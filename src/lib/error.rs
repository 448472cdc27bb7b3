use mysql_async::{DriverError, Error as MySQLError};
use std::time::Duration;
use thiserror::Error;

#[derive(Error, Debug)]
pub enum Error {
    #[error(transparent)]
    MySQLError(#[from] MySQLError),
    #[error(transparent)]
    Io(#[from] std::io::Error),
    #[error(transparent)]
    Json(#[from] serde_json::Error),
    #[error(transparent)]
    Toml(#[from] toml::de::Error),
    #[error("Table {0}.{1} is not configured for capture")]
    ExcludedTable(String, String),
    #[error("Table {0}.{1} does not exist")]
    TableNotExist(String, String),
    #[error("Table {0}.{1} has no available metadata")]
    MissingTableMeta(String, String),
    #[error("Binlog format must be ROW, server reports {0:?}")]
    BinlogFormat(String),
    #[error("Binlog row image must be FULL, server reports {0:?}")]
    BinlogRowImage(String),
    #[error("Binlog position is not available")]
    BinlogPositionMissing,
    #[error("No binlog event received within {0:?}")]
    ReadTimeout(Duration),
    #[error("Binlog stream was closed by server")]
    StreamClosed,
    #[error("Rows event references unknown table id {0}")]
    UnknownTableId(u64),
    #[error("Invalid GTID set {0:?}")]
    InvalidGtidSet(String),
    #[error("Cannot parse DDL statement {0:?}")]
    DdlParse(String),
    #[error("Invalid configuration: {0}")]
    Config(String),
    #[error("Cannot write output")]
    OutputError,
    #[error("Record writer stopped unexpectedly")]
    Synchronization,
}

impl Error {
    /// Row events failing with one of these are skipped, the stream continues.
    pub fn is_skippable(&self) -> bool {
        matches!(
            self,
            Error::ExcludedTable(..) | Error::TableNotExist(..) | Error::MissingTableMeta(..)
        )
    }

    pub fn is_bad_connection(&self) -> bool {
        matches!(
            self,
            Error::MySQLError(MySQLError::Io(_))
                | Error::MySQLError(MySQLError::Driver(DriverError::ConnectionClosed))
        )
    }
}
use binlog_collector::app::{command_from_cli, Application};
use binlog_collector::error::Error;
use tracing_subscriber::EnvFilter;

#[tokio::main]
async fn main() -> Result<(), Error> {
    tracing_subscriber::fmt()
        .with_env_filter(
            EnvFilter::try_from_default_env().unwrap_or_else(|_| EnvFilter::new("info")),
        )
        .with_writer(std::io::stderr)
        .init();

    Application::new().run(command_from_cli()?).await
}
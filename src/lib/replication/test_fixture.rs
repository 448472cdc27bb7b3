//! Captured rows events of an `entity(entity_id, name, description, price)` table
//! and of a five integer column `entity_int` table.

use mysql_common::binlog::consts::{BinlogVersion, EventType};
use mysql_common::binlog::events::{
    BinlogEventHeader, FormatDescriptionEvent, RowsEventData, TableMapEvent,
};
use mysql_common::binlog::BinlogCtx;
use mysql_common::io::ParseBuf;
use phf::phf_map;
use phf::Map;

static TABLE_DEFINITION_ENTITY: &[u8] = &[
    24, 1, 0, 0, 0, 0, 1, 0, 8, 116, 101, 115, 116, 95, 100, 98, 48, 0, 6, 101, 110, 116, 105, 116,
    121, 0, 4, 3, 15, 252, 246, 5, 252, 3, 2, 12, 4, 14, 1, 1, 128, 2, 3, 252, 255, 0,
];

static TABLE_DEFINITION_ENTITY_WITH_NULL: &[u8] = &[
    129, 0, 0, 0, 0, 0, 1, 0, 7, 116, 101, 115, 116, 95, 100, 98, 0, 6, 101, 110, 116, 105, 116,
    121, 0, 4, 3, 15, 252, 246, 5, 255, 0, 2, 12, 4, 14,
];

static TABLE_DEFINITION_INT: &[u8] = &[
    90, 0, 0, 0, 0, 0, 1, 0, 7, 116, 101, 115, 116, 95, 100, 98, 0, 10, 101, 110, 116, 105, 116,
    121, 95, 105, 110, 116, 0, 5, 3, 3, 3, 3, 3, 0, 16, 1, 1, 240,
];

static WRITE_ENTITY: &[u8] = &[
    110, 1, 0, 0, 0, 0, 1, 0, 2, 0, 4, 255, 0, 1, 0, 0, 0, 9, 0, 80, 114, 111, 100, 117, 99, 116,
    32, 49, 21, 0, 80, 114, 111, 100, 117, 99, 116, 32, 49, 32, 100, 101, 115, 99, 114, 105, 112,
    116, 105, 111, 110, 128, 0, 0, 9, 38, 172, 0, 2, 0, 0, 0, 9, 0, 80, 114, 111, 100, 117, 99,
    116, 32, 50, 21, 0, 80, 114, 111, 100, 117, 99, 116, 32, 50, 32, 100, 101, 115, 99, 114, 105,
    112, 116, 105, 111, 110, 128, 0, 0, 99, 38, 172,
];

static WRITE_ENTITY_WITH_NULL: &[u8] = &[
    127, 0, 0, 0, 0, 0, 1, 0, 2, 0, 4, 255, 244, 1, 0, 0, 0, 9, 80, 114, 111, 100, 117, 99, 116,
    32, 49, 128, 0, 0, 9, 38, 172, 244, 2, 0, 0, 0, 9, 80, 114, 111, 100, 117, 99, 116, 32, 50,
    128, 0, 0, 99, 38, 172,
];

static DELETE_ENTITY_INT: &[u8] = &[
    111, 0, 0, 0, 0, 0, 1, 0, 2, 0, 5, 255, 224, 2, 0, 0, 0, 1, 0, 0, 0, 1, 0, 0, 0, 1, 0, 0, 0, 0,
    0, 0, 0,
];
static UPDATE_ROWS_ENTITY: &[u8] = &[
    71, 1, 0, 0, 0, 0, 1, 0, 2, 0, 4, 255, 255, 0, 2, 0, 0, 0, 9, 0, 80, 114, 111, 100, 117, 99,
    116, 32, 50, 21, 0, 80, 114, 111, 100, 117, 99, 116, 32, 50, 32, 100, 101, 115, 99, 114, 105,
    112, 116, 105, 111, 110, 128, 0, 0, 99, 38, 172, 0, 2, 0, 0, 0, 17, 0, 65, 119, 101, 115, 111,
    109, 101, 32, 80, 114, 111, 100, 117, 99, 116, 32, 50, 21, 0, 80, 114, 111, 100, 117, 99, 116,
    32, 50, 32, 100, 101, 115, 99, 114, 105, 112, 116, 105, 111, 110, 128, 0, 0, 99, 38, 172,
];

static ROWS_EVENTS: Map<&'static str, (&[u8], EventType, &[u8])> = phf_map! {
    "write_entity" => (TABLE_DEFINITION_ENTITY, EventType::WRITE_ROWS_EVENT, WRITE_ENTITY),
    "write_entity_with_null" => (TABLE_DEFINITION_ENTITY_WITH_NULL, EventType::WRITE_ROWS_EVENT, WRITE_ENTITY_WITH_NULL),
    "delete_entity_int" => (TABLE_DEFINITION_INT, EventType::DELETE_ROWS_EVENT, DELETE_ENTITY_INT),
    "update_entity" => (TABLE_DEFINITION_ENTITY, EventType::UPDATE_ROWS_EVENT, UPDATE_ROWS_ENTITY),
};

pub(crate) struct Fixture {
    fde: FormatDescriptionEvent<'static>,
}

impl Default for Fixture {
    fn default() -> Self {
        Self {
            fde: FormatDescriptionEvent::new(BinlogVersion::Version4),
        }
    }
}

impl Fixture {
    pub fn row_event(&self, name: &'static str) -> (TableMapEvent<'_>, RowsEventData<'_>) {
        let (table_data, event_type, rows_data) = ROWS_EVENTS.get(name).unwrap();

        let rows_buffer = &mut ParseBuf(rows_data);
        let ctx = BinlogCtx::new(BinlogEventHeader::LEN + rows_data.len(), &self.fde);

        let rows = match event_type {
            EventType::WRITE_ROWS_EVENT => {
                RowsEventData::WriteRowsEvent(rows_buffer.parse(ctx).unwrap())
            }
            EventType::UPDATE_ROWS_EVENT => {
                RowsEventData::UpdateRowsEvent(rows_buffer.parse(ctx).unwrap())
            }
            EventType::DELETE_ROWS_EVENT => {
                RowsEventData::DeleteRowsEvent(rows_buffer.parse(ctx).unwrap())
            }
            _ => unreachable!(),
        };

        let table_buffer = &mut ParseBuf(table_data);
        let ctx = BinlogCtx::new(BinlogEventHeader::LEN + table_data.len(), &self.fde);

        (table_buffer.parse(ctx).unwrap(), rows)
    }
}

+ + + + +

§ EXERCISE AIM:
Lines with "TableMapEvent": copy every one of them from the listing above.

§ SOLUTION FOR THIS PROBLEM:
    BinlogEventHeader, FormatDescriptionEvent, RowsEventData, TableMapEvent,
    pub fn row_event(&self, name: &'static str) -> (TableMapEvent<'_>, RowsEventData<'_>) {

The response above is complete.